Ok, with any motor, piston or rotor, non-turbo: I always read where people say that opening up the intake ports allows "more air in" the compustion chamber. If the engine is sucking in the air, how can more air fit in than the maximum displacement? Unless, without porting, there is a negative pressure in the combustion chamber before compression. I mean, if air isn't being forced in (turbo, etc.), how can more air be fit it?



The way I understand it is, with porting there is less restriction, so less work is needed to suck the air in. This would let the power stroke of the cycle put more power to the drivetrain, and use less power to suck in air (among other functions). Just like opening up exhaust allows only for less restriction, not more air to be shoved out of the engine (you can't shove out more than there was to begin with!), right?



Are people just throwing terms around ("more air in") without realizing the actual meaning, or am I misunderstanding something?

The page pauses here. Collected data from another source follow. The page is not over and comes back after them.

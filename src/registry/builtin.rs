//! Builtin tool catalog
//!
//! Rows are `(id, name, description, prompt)`. Category and row order is
//! menu order.

use crate::credentials::{HIBP_API_KEY, IPINFO_API_KEY, SHODAN_API_KEY};

use super::tool::{Category, Tool};

type ToolRow = (&'static str, &'static str, &'static str, &'static str);

const EMAIL_PROMPT: &str = "Enter email address:";
const PHONE_PROMPT: &str = "Enter phone number:";
const IP_PROMPT: &str = "Enter IP Address:";
const DOMAIN_PROMPT: &str = "Enter domain name:";
const URL_PROMPT: &str = "Enter website URL:";
const IMAGE_PROMPT: &str = "Enter image URL/path:";

const EMAIL_TOOLS: &[ToolRow] = &[
    ("emailBreachChecker", "Email Breach Checker", "Check if an email has appeared in known data breaches.", EMAIL_PROMPT),
    ("emailValidityChecker", "Email Validity Checker", "Verify if an email address is valid and exists.", EMAIL_PROMPT),
    ("emailToPhoneMapper", "Email-to-Phone Number Mapper", "Attempt to map an email to a phone number (simulated).", EMAIL_PROMPT),
    ("emailDnsMxLookup", "Email DNS/MX Record Lookup", "Retrieve DNS MX records for an email domain.", EMAIL_PROMPT),
    ("emailProviderDetection", "Email Provider Detection", "Identify the email service provider.", EMAIL_PROMPT),
    ("emailProfilePictureFetcher", "Email Profile Picture Fetcher (Gravatar)", "Check for associated Gravatar profile pictures.", EMAIL_PROMPT),
    ("disposableEmailDetector", "Disposable Email Detector", "Determine if an email is from a disposable service.", EMAIL_PROMPT),
    ("emailSocialMediaPresence", "Email Social Media Presence Checker", "Find social media accounts linked to an email (simulated).", EMAIL_PROMPT),
    ("googleAccountInfo", "Google Account Info Extractor", "Extract public info from Google accounts (simulated).", EMAIL_PROMPT),
    ("emailDomainCompanyFinder", "Email Domain Company Finder", "Find company details associated with an email domain.", EMAIL_PROMPT),
];

const PHONE_TOOLS: &[ToolRow] = &[
    ("phoneNumberCarrierLookup", "Phone Number Carrier Lookup", "Identify the mobile carrier for a phone number.", PHONE_PROMPT),
    ("phoneNumberGeolocation", "Phone Number Geolocation", "Find the approximate location of a phone number (simulated).", PHONE_PROMPT),
    ("phoneNumberTypeDetection", "Phone Number Type Detection", "Determine if it's mobile, VOIP, or landline.", PHONE_PROMPT),
    ("socialMediaLinkedToPhone", "Social Media Accounts Linked to Phone", "Discover social media profiles linked to a phone number (simulated).", PHONE_PROMPT),
    ("spamCallDatabaseCheck", "Spam Call Database Check", "Check if a number is reported for spam calls (simulated).", PHONE_PROMPT),
    ("internationalPhoneFormatting", "International Phone Formatting + Info", "Format and get info on international numbers.", PHONE_PROMPT),
    ("reversePhoneNumberLookup", "Reverse Phone Number Lookup", "Attempt to find name/address associated with a number (simulated).", PHONE_PROMPT),
    ("voipVsNonVoipDetector", "VOIP vs Non-VOIP Detector", "Distinguish between VOIP and traditional numbers.", PHONE_PROMPT),
];

const IP_TOOLS: &[ToolRow] = &[
    ("ipGeolocation", "IP Geolocation", "Locate an IP address on a map (requires IPinfo.io API Key).", IP_PROMPT),
    ("ipReverseDnsLookup", "IP Reverse DNS Lookup", "Find the hostname associated with an IP.", IP_PROMPT),
    ("ipAsnIspDetection", "IP ASN and ISP Detection", "Identify the Autonomous System Number and Internet Service Provider.", IP_PROMPT),
    ("ipToDomainHostname", "IP to Domain/Hostname", "Resolve an IP address to its associated domain or hostname.", IP_PROMPT),
    ("ipBlacklistCheck", "IP Blacklist Check", "Check if an IP is listed on known spam/malware blacklists (simulated).", IP_PROMPT),
    ("portScanner", "Port Scanner", "Scan for open ports on a target IP address (simulated).", IP_PROMPT),
    ("ipTraceroute", "IP Traceroute", "Trace the path an IP packet takes to reach its destination (simulated).", IP_PROMPT),
    ("subnetCalculator", "Subnet Calculator", "Calculate network details from an IP and subnet mask (e.g., 192.168.1.0/24).", "Enter IP/CIDR:"),
    ("localIpFinder", "Local IP Finder", "Discover your local IP address (simulated).", "N/A (Press Enter to get local IP):"),
    ("vpnProxyTorDetector", "VPN/Proxy/TOR Detector", "Detect if an IP address belongs to a VPN, proxy, or TOR exit node (simulated).", IP_PROMPT),
];

const DOMAIN_TOOLS: &[ToolRow] = &[
    ("whoisLookup", "WHOIS Lookup", "Retrieve domain registration information.", DOMAIN_PROMPT),
    ("dnsRecordFetcher", "DNS Record Fetcher", "Fetch A, MX, NS, and other DNS records.", DOMAIN_PROMPT),
    ("subdomainFinder", "Subdomain Finder", "Discover subdomains associated with a main domain (simulated).", DOMAIN_PROMPT),
    ("websiteTechnologyStackIdentifier", "Website Technology Stack Identifier", "Identify technologies used by a website (e.g., CMS, frameworks) (simulated).", URL_PROMPT),
    ("sslCertificateInfoGrabber", "SSL Certificate Info Grabber", "Extract details from a website's SSL certificate.", URL_PROMPT),
    ("websiteArchiveChecker", "Website Archive Checker (Wayback Machine)", "View historical versions of a website (simulated).", URL_PROMPT),
    ("webCrawlerForMetadata", "Web Crawler for Metadata", "Crawl a website to extract metadata (simulated).", URL_PROMPT),
    ("openDirectoryScanner", "Open Directory Scanner", "Scan for publicly accessible directories (simulated).", URL_PROMPT),
    ("siteCmsDetector", "Site CMS Detector", "Automatically detect the Content Management System (CMS) (simulated).", URL_PROMPT),
    ("domainAgeChecker", "Domain Age Checker", "Determine the age of a domain name.", DOMAIN_PROMPT),
];

const SOCIAL_TOOLS: &[ToolRow] = &[
    ("usernameCheckerAcrossPlatforms", "Username Checker Across Platforms", "Check username availability or existence across social media (simulated).", "Enter username:"),
    ("socialMediaPresenceGrabber", "Social Media Presence Grabber", "Find linked social media profiles for a username (simulated).", "Enter username:"),
    ("twitterInfoExtractor", "Twitter Info Extractor", "Extract public information from a Twitter profile (simulated).", "Enter Twitter handle:"),
    ("instagramMetadataFetcher", "Instagram Metadata Fetcher", "Fetch public metadata from an Instagram profile (simulated).", "Enter Instagram username:"),
    ("tiktokUserInfoScanner", "TikTok User Info Scanner", "Scan public TikTok user information (simulated).", "Enter TikTok username:"),
    ("youtubeChannelOsint", "YouTube Channel OSINT", "Gather public data from a YouTube channel (simulated).", "Enter YouTube channel URL/ID:"),
    ("redditProfileScraper", "Reddit Profile Scraper", "Scrape public data from a Reddit user profile (simulated).", "Enter Reddit username:"),
    ("linkedinProfileAnalyzer", "LinkedIn Profile Analyzer", "Analyze public LinkedIn profile data (simulated).", "Enter LinkedIn profile URL:"),
    ("githubUserProfileAnalyzer", "GitHub User Profile Analyzer", "Analyze public GitHub user profile data (simulated).", "Enter GitHub username:"),
    ("profilePictureRecognition", "Profile Picture Recognition Tool", "Attempt to find matching profiles based on a profile picture (simulated).", IMAGE_PROMPT),
];

const MEDIA_TOOLS: &[ToolRow] = &[
    ("exifMetadataViewer", "EXIF Metadata Viewer", "Extract metadata from images (simulated).", IMAGE_PROMPT),
    ("reverseImageSearchViaApi", "Reverse Image Search via API", "Find the source or similar images online (simulated).", IMAGE_PROMPT),
    ("imageGeolocationFromMetadata", "Image Geolocation from Metadata", "Extract GPS coordinates from image EXIF (simulated).", IMAGE_PROMPT),
    ("pdfMetadataAnalyzer", "PDF Metadata Analyzer", "Extract metadata from PDF documents (simulated).", "Enter PDF URL/path:"),
    ("documentFingerprinting", "Document Fingerprinting", "Generate a unique hash for a document.", "Enter document URL/path:"),
    ("hashBasedMalwareCheck", "Hash-based Malware Check", "Check if a file hash is known malware (simulated).", "Enter file hash:"),
];

const ADVANCED_TOOLS: &[ToolRow] = &[
    ("macAddressVendorLookup", "MAC Address Vendor Lookup", "Identify the manufacturer from a MAC address (simulated).", "Enter MAC Address:"),
    ("deviceFingerprintGenerator", "Device Fingerprint Generator", "Generate a unique fingerprint for a device (simulated).", "N/A (Press Enter to generate):"),
    ("osintAutomationToolRunner", "OSINT Automation Tool Runner", "Simulate running an external OSINT automation script.", "Enter script name/command:"),
    ("shodanIpScanner", "Shodan IP Scanner", "Scan an IP for exposed services via Shodan (requires Shodan API Key).", IP_PROMPT),
    ("pastebinScraper", "Pastebin Scraper", "Scrape Pastebin for keywords (simulated).", "Enter keyword:"),
    ("googleDorkBuilder", "Google Dork Builder + Search", "Build advanced Google search queries (dorks) and provide search URL.", "Enter search term:"),
];

const WEBSITE_TOOLS: &[ToolRow] = &[(
    "websiteList",
    "List of OSINT Websites",
    "A curated list of valuable external resources. Open these manually in your browser.",
    "N/A (Press Enter to list websites):",
)];

/// `(category id, display name, rows)` in menu order
const CATEGORIES: &[(&str, &str, &[ToolRow])] = &[
    ("emailOsint", "📧 Email OSINT", EMAIL_TOOLS),
    ("phoneNumberOsint", "📱 Phone Number OSINT", PHONE_TOOLS),
    ("ipLocationOsint", "🌍 IP & Location OSINT", IP_TOOLS),
    ("domainWebsiteOsint", "🌐 Domain & Website OSINT", DOMAIN_TOOLS),
    ("usernameSocialMediaOsint", "👤 Username / Social Media OSINT", SOCIAL_TOOLS),
    ("imageFileOsint", "🖼️ Image & File OSINT", MEDIA_TOOLS),
    ("advancedOsint", "🧠 Advanced OSINT / Other", ADVANCED_TOOLS),
    ("osintWebsites", "🌐 OSINT Websites", WEBSITE_TOOLS),
];

/// Tools backed by a credential-gated live provider
const CREDENTIALED: &[(&str, &str)] = &[
    ("ipGeolocation", IPINFO_API_KEY),
    ("emailBreachChecker", HIBP_API_KEY),
    ("shodanIpScanner", SHODAN_API_KEY),
];

/// Tools that accept an empty query
const INPUT_OPTIONAL: &[&str] = &["localIpFinder", "deviceFingerprintGenerator", "websiteList"];

fn build_tool(&(id, name, description, prompt): &ToolRow) -> Tool {
    let mut tool = Tool::new(id, name, description, prompt);
    if let Some((_, credential)) = CREDENTIALED.iter().find(|(tool_id, _)| *tool_id == id) {
        tool = tool.with_credential(*credential);
    }
    if INPUT_OPTIONAL.contains(&id) {
        tool = tool.with_optional_input();
    }
    tool
}

/// Build the builtin categories in menu order
pub(super) fn categories() -> Vec<Category> {
    CATEGORIES
        .iter()
        .map(|(id, name, rows)| {
            rows.iter()
                .map(build_tool)
                .fold(Category::new(*id, *name), Category::with_tool)
        })
        .collect()
}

I'm just trying to grasp this.

 

 

A less restrictive intake will improve volumetric efficiency, or what percentage of the chamber is actually filled with intake charge. Because of the interaction of pressure waves, and also inertia tuning (both of which involve the length of the intake tract and exhaust header) it is sometimes possible to get more than 100% VE.



Think of it this way: the engine has a limited time to suck in the intake charge. The more restriction, the less it will be able to take in in that time because there is only a limited amount of intake stroke to work with.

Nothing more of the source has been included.